To do:
From the entries, copy out every line in which the word "sessions" is found.
--- START ---
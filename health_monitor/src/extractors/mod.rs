//! Request extractors

pub mod json;

pub use json::MonitorJson;
//! Middleware layers applied to the router

pub mod cors;
pub mod logging;
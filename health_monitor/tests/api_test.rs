use axum::{
    body::{to_bytes, Body},
    http::{Request, StatusCode},
    Router,
};
use health_monitor::{
    create_app, health::DependencyProbe, AppState, HealthMonitor, MonitorError, ProberSet,
    Resource, ResourceKind, ServerResponse,
};
use serde_json::Value;
use std::sync::Arc;
use std::time::Duration;
use tower::ServiceExt;

fn setup_app(probers: ProberSet, timeout_ms: u64) -> (Router, Arc<HealthMonitor>) {
    let monitor = Arc::new(HealthMonitor::new(probers, Duration::from_millis(timeout_ms)));
    let app = create_app(AppState::new(monitor.clone()));
    (app, monitor)
}

async fn send(app: &Router, request: Request<Body>) -> (StatusCode, Value) {
    let response = app.clone().oneshot(request).await.unwrap();
    let status = response.status();
    let bytes = to_bytes(response.into_body(), usize::MAX).await.unwrap();
    let body = if bytes.is_empty() {
        Value::Null
    } else {
        serde_json::from_slice(&bytes).unwrap()
    };
    (status, body)
}

fn get(uri: &str) -> Request<Body> {
    Request::builder().uri(uri).body(Body::empty()).unwrap()
}

fn post_json(uri: &str, body: Value) -> Request<Body> {
    Request::builder()
        .method("POST")
        .uri(uri)
        .header("content-type", "application/json")
        .body(Body::from(body.to_string()))
        .unwrap()
}

#[tokio::test]
async fn test_health_with_nothing_registered() {
    let (app, _) = setup_app(ProberSet::simulated(Duration::ZERO), 500);

    let (status, body) = send(&app, get("/health")).await;
    assert_eq!(status, StatusCode::INTERNAL_SERVER_ERROR);
    assert_eq!(body["status"], 500);
    assert_eq!(body["message"], "Nothing to check");
    assert!(body.get("serviceResponses").is_none());
    assert!(body.get("failed").is_none());
}

#[tokio::test]
async fn test_register_then_check() {
    let (app, _) = setup_app(ProberSet::simulated(Duration::from_millis(10)), 1000);

    let (status, body) = send(
        &app,
        post_json(
            "/resources",
            serde_json::json!({"type": "serviceUrl", "name": "graphql", "handle": "uri", "critical": true}),
        ),
    )
    .await;
    assert_eq!(status, StatusCode::CREATED);
    assert_eq!(body["accepted"], true);

    let (status, _) = send(
        &app,
        post_json(
            "/resources",
            serde_json::json!({"type": "redisClient", "name": "sessions", "handle": "redis://localhost"}),
        ),
    )
    .await;
    assert_eq!(status, StatusCode::CREATED);

    let (status, body) = send(&app, get("/health")).await;
    assert_eq!(status, StatusCode::OK);

    let response: ServerResponse = serde_json::from_value(body).unwrap();
    assert_eq!(response.message, "Ok");
    assert_eq!(response.service_responses.len(), 2);
    assert_eq!(response.service_responses[0].resource, "graphql");
    assert_eq!(response.service_responses[1].resource, "sessions");
    assert!(response.failed.is_none());
}

#[tokio::test]
async fn test_register_rejects_invalid_resources() {
    let (app, monitor) = setup_app(ProberSet::simulated(Duration::ZERO), 500);

    let (status, body) = send(
        &app,
        post_json("/resources", serde_json::json!({"type": "serviceUrl", "name": "graphql"})),
    )
    .await;
    assert_eq!(status, StatusCode::BAD_REQUEST);
    assert_eq!(body["status"], 400);

    let (status, body) = send(
        &app,
        post_json(
            "/resources",
            serde_json::json!({"type": "mongoClient", "name": "users", "handle": "mongodb://"}),
        ),
    )
    .await;
    assert_eq!(status, StatusCode::BAD_REQUEST);
    assert!(body["error"].as_str().unwrap().contains("mongoClient"));

    assert!(monitor.resources().is_empty());
}

#[tokio::test]
async fn test_register_rejects_malformed_bodies() {
    let (app, monitor) = setup_app(ProberSet::simulated(Duration::ZERO), 500);

    let (status, body) = send(
        &app,
        post_json(
            "/resources",
            serde_json::json!({"type": 5, "name": "graphql", "handle": "uri"}),
        ),
    )
    .await;
    assert_eq!(status, StatusCode::BAD_REQUEST);
    assert_eq!(body["status"], 400);
    assert!(body["error"].is_string());

    let request = Request::builder()
        .method("POST")
        .uri("/resources")
        .header("content-type", "application/json")
        .body(Body::from("not json"))
        .unwrap();
    let (status, body) = send(&app, request).await;
    assert_eq!(status, StatusCode::BAD_REQUEST);
    assert_eq!(body["status"], 400);
    assert!(body["error"].is_string());

    let request = Request::builder()
        .method("POST")
        .uri("/resources")
        .body(Body::from(r#"{"type":"serviceUrl","name":"graphql","handle":"uri"}"#))
        .unwrap();
    let (status, body) = send(&app, request).await;
    assert_eq!(status, StatusCode::BAD_REQUEST);
    assert_eq!(body["status"], 400);

    assert!(monitor.resources().is_empty());
}

#[tokio::test]
async fn test_list_resources() {
    let (app, monitor) = setup_app(ProberSet::simulated(Duration::ZERO), 500);
    monitor.register(&Resource::new("postgresPromiseClient", "orders", "pg")).unwrap();
    monitor.register(&Resource::new("serviceUrl", "graphql", "uri").critical()).unwrap();

    let (status, body) = send(&app, get("/resources")).await;
    assert_eq!(status, StatusCode::OK);

    let resources = body.as_array().unwrap();
    assert_eq!(resources.len(), 2);
    assert_eq!(resources[0]["type"], "serviceUrl");
    assert_eq!(resources[0]["name"], "graphql");
    assert_eq!(resources[0]["critical"], true);
    assert_eq!(resources[1]["type"], "postgresPromiseClient");
    assert_eq!(resources[1]["critical"], false);
}

#[tokio::test]
async fn test_critical_failure_maps_to_service_unavailable() {
    let probers = ProberSet::simulated(Duration::ZERO).with_prober(DependencyProbe::new(
        ResourceKind::ElasticsearchClient,
        |_, _| Err(MonitorError::Other(anyhow::anyhow!("cluster red"))),
    ));
    let (app, monitor) = setup_app(probers, 1000);
    monitor.register(&Resource::new("serviceUrl", "graphql", "uri")).unwrap();
    monitor.register(&Resource::new("elasticsearchClient", "catalog", "es").critical()).unwrap();

    let (status, body) = send(&app, get("/health")).await;
    assert_eq!(status, StatusCode::SERVICE_UNAVAILABLE);
    assert_eq!(body["message"], "Fail in a critical resource service");
    assert_eq!(body["failed"], serde_json::json!(["catalog"]));
    assert_eq!(body["serviceResponses"].as_array().unwrap().len(), 2);
}

#[tokio::test]
async fn test_timeout_maps_to_service_unavailable() {
    let (app, monitor) = setup_app(ProberSet::simulated(Duration::from_millis(500)), 50);
    monitor.register(&Resource::new("serviceUrl", "graphql", "uri")).unwrap();

    let (status, body) = send(&app, get("/health")).await;
    assert_eq!(status, StatusCode::SERVICE_UNAVAILABLE);
    assert_eq!(body["message"], "Timed out while checking resources");
    assert!(body.get("serviceResponses").is_none());
}

#[tokio::test]
async fn test_liveness_and_root() {
    let (app, _) = setup_app(ProberSet::simulated(Duration::ZERO), 750);

    let (status, body) = send(&app, get("/live")).await;
    assert_eq!(status, StatusCode::OK);
    assert_eq!(body["status"], "alive");

    let (status, body) = send(&app, get("/")).await;
    assert_eq!(status, StatusCode::OK);
    assert_eq!(body["timeout_ms"], 750);
}
//! In-memory registry of monitored resources

use crate::error::Result;
use crate::models::{RegisteredResource, Resource, ResourceKind};
use parking_lot::RwLock;
use std::collections::BTreeMap;
use validator::Validate;

#[derive(Debug, Default)]
struct RegistryState {
    monitors: BTreeMap<ResourceKind, BTreeMap<String, String>>,
    // Flat and append-only: a name is critical whatever kind it was registered under.
    critical: Vec<String>,
}

/// Point-in-time copy of the registry, in dispatch order.
#[derive(Debug, Clone, Default)]
pub struct RegistrySnapshot {
    pub entries: Vec<(ResourceKind, String, String)>,
    pub critical: Vec<String>,
}

impl RegistrySnapshot {
    pub fn is_empty(&self) -> bool {
        self.entries.is_empty()
    }

    pub fn is_critical(&self, name: &str) -> bool {
        self.critical.iter().any(|critical| critical == name)
    }
}

#[derive(Debug, Default)]
pub struct Registry {
    state: RwLock<RegistryState>,
}

impl Registry {
    pub fn new() -> Self {
        Self::default()
    }

    /// Adds or replaces the handle for `(kind, name)`. Rejected resources
    /// leave the registry untouched.
    pub fn register(&self, resource: &Resource) -> Result<bool> {
        resource.validate()?;
        let kind: ResourceKind = resource.kind.parse()?;

        let mut state = self.state.write();
        state
            .monitors
            .entry(kind)
            .or_default()
            .insert(resource.name.clone(), resource.handle.clone());

        if resource.critical {
            state.critical.push(resource.name.clone());
        }

        Ok(true)
    }

    pub fn snapshot(&self) -> RegistrySnapshot {
        let state = self.state.read();
        let entries = state
            .monitors
            .iter()
            .flat_map(|(kind, by_name)| {
                by_name
                    .iter()
                    .map(move |(name, handle)| (*kind, name.clone(), handle.clone()))
            })
            .collect();

        RegistrySnapshot {
            entries,
            critical: state.critical.clone(),
        }
    }

    pub fn resources(&self) -> Vec<RegisteredResource> {
        let snapshot = self.snapshot();
        snapshot
            .entries
            .iter()
            .map(|(kind, name, handle)| RegisteredResource {
                kind: *kind,
                name: name.clone(),
                handle: handle.clone(),
                critical: snapshot.is_critical(name),
            })
            .collect()
    }

    pub fn len(&self) -> usize {
        self.state.read().monitors.values().map(BTreeMap::len).sum()
    }

    pub fn is_empty(&self) -> bool {
        self.len() == 0
    }
}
--- END ---
Output below:
            serde_json::json!({"type": "redisClient", "name": "sessions", "handle": "redis://localhost"}),
    assert_eq!(response.service_responses[1].resource, "sessions");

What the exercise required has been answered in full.